Stark-raving mad

So what is a rabbid, anyway? These goofy-looking bunny creatures are totally insane, live to cause mayhem and are the stars of Rabbids Go Home.

So what is a rabbid, anyway? These goofy-looking bunny creatures are totally insane, live to cause mayhem and are the stars of Rabbids Go Home.

The rabbids have a problem: They’re trying to get to the moon, which may or may not be where they originally hail from. Given their manic mindset, they decide the best way to go about getting there is to collect a giant pile of junk, stealing and hoarding everything in sight, from parking cones to small dogs to the clothes off people’s backs.

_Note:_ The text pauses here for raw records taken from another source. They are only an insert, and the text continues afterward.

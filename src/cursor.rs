//! Removing cursors over sets and maps
//!
//! A [`Cursor`] walks a snapshot of a container taken when the cursor was
//! created and can remove the item it is positioned on. Removal goes through
//! the container's observable surface, so it fires the usual change.
//!
//! ```rust
//! use rxcollections::prelude::*;
//!
//! let set: SetHandle<i32> = (1..=4).collect();
//! let mut cursor = set.cursor();
//! assert_eq!(cursor.remove(), Err(CollectionError::InvalidIteratorState));
//! while let Some(value) = cursor.next() {
//!   if value % 2 == 0 {
//!     cursor.remove().unwrap();
//!   }
//! }
//! assert_eq!(set.len(), 2);
//! ```

use crate::{
  error::{CollectionError, Result},
  observable::{ObservableMap, ObservableSet},
};

/// Where a [`Cursor`] stands relative to the item it last yielded.
#[derive(Clone, Copy, PartialEq, Eq, Debug)]
pub enum CursorState {
  /// Nothing yielded yet, or the snapshot is exhausted.
  NotPositioned,
  /// On the item last yielded; it can be removed.
  Positioned,
  /// The item last yielded was removed.
  Consumed,
}

/// Container a cursor can remove items from.
pub trait CursorSource<I> {
  /// Remove `item`, returning whether it was still present.
  fn remove_item(&self, item: &I) -> bool;
}

impl<T> CursorSource<T> for dyn ObservableSet<T> + '_ {
  fn remove_item(&self, item: &T) -> bool { self.remove(item) }
}

impl<K, V> CursorSource<(K, V)> for dyn ObservableMap<K, V> + '_ {
  fn remove_item(&self, (key, _): &(K, V)) -> bool { self.remove(key).is_some() }
}

/// Iterator over a container snapshot that can remove the current item.
pub struct Cursor<'a, S: ?Sized, I> {
  source: &'a S,
  pending: std::vec::IntoIter<I>,
  current: Option<I>,
  state: CursorState,
}

/// Cursor over the members of a set.
pub type SetCursor<'a, T> = Cursor<'a, dyn ObservableSet<T> + 'a, T>;

/// Cursor over the `(key, value)` entries of a map.
pub type MapCursor<'a, K, V> = Cursor<'a, dyn ObservableMap<K, V> + 'a, (K, V)>;

impl<'a, S: ?Sized, I> Cursor<'a, S, I> {
  pub(crate) fn new(source: &'a S, snapshot: Vec<I>) -> Self {
    Self {
      source,
      pending: snapshot.into_iter(),
      current: None,
      state: CursorState::NotPositioned,
    }
  }

  #[inline]
  pub fn state(&self) -> CursorState { self.state }

  /// Items of the snapshot not yet yielded.
  #[inline]
  pub fn remaining(&self) -> usize { self.pending.len() }
}

impl<S, I> Cursor<'_, S, I>
where
  S: CursorSource<I> + ?Sized,
{
  /// Remove the item the cursor is positioned on from the container.
  ///
  /// Fails with [`CollectionError::InvalidIteratorState`] unless the cursor
  /// is [`CursorState::Positioned`].
  pub fn remove(&mut self) -> Result<()> {
    if self.state != CursorState::Positioned {
      return Err(CollectionError::InvalidIteratorState);
    }
    if let Some(item) = self.current.take() {
      self.source.remove_item(&item);
    }
    self.state = CursorState::Consumed;
    Ok(())
  }
}

impl<S: ?Sized, I: Clone> Iterator for Cursor<'_, S, I> {
  type Item = I;

  fn next(&mut self) -> Option<I> {
    self.current = self.pending.next();
    self.state = match self.current {
      Some(_) => CursorState::Positioned,
      None => CursorState::NotPositioned,
    };
    self.current.clone()
  }

  fn size_hint(&self) -> (usize, Option<usize>) { self.pending.size_hint() }
}

#[cfg(test)]
mod tests {
  use std::collections::BTreeMap;

  use super::*;
  use crate::map::MapHandle;

  #[test]
  fn state_machine() {
    let map = MapHandle::wrap(BTreeMap::from([(1, 'a'), (2, 'b')]));
    let mut cursor = map.cursor();
    assert_eq!(cursor.state(), CursorState::NotPositioned);
    assert_eq!(cursor.remove(), Err(CollectionError::InvalidIteratorState));

    assert_eq!(cursor.next(), Some((1, 'a')));
    assert_eq!(cursor.state(), CursorState::Positioned);
    assert_eq!(cursor.remove(), Ok(()));
    assert_eq!(cursor.state(), CursorState::Consumed);
    assert_eq!(cursor.remove(), Err(CollectionError::InvalidIteratorState));

    assert_eq!(cursor.remaining(), 1);
    assert_eq!(cursor.next(), Some((2, 'b')));
    assert_eq!(cursor.next(), None);
    assert_eq!(cursor.state(), CursorState::NotPositioned);
    assert_eq!(cursor.remove(), Err(CollectionError::InvalidIteratorState));

    assert_eq!(map.entries(), vec![(2, 'b')]);
  }

  #[test]
  fn snapshot_is_unaffected_by_later_writes() {
    let map = MapHandle::wrap(BTreeMap::from([(1, 'a')]));
    let mut cursor = map.cursor();
    map.put(2, 'b');
    assert_eq!(cursor.by_ref().count(), 1);
  }
}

Terrorizing is second nature to the rabbids. They first showed up in 2006, as characters in Ubisoft’s now-defunct Rayman platformer series. They usurped an unofficial company mascot position from the title character while changing the series from platformers to the party mini-game genre.

Rabbids is the rabbids’ first solo adventure, a sort of platformer with the jumping and with a dose of the Katamari series’ junk-collecting thrown in for good measure.

Given a shopping cart and blatant disregard for normalcy, your team of three rabbids have a simple goal per level¬: Take as much crap as possible from each place you visit, adding the cumulative square feet to your ever-growing junk pile.

The game provides plenty of visible items to pick up or bump out of storage devices and the like. The real fun, though, is in wreaking havoc on the world. The rabbids can yell or speed their shopping cart into groups of hapless and very alarmed citizens, knocking their clothes off and sending them scurrying for shelter, which is pretty damn amusing.

There are also occasional corollaries to this design as well, such as when the rabbids bash a jet engine from a plane and ride it through an airport like Slim Pickens’ atomic bomb in Dr. Strangelove.

Occasional mini-games are peppered between levels too, such as ricocheting one of your (customizable) rabbids, who lives inside a virtual Wii-mote, around its interior, just for the hell of it. It’s stuff like this that helps break up the game’s relatively straightforward design while showing off the development team’s clever ideas.

Rabbids is, after all, a pretty unique game, and making a pile of junk to get to the moon is just whimsically nonsensical enough to work in context to the rabbids themselves. But what I found that was even more surprising was the social critique the developers embedded within this seemingly random, ridiculous game—the emphasis being on junk.

See, the world where the rabbids exist is skewed. Everywhere you go, chimed announcements are played, feeding messages to the world’s population that range on motifs running the gamut from totalitarianism to mindless consumerism to just plain nonsense.

“Remember, if you even think about it, you buy it,” the voice might say. You may also hear things like, “Lunch breaks are limited to 10 minutes a day,” or, “Resting is considered unproductive. It is recommended that resting be abolished.”

Citizens, for their part, are all high-strung, whiny and panicky or nervous about trivialities. For instance, when the rabbids knock their clothes off, everyone is carrying bottles of soda. The rabbids make a trip at one point to the Babel Mall, suggesting a level of personal disconnect in the world.

There’s even a recurring Santa that drops hamburgers when hit—a clear sign for the McDonaldization of the game’s world. Throw in a bizarre soundtrack of old radio singles, ranging from Jefferson Airplane to John Denver, as well as lots of similar environs and you’ve got a world that appears to be committed to a surface-level conversation.

In short, between the schizophrenic public service announcements and the citizens’ oblivious positions as mindless, shallow drones, it seems that these people have junk on the brain and clearly lack the ability to think for themselves. Thus, Rabbids becomes more of a game about having your priorities all screwed up than anything else.

Moreover, the rabbids themselves (who are clearly unhinged) are the ones disrupting this “normal” society, an inverse of what the situation appears to be. Suddenly, collecting a gigantic pile of junk in order to get to the moon perhaps doesn’t feel quite so insane.

And here I thought I was just going to be enjoying Rabbids for its inspired insanity.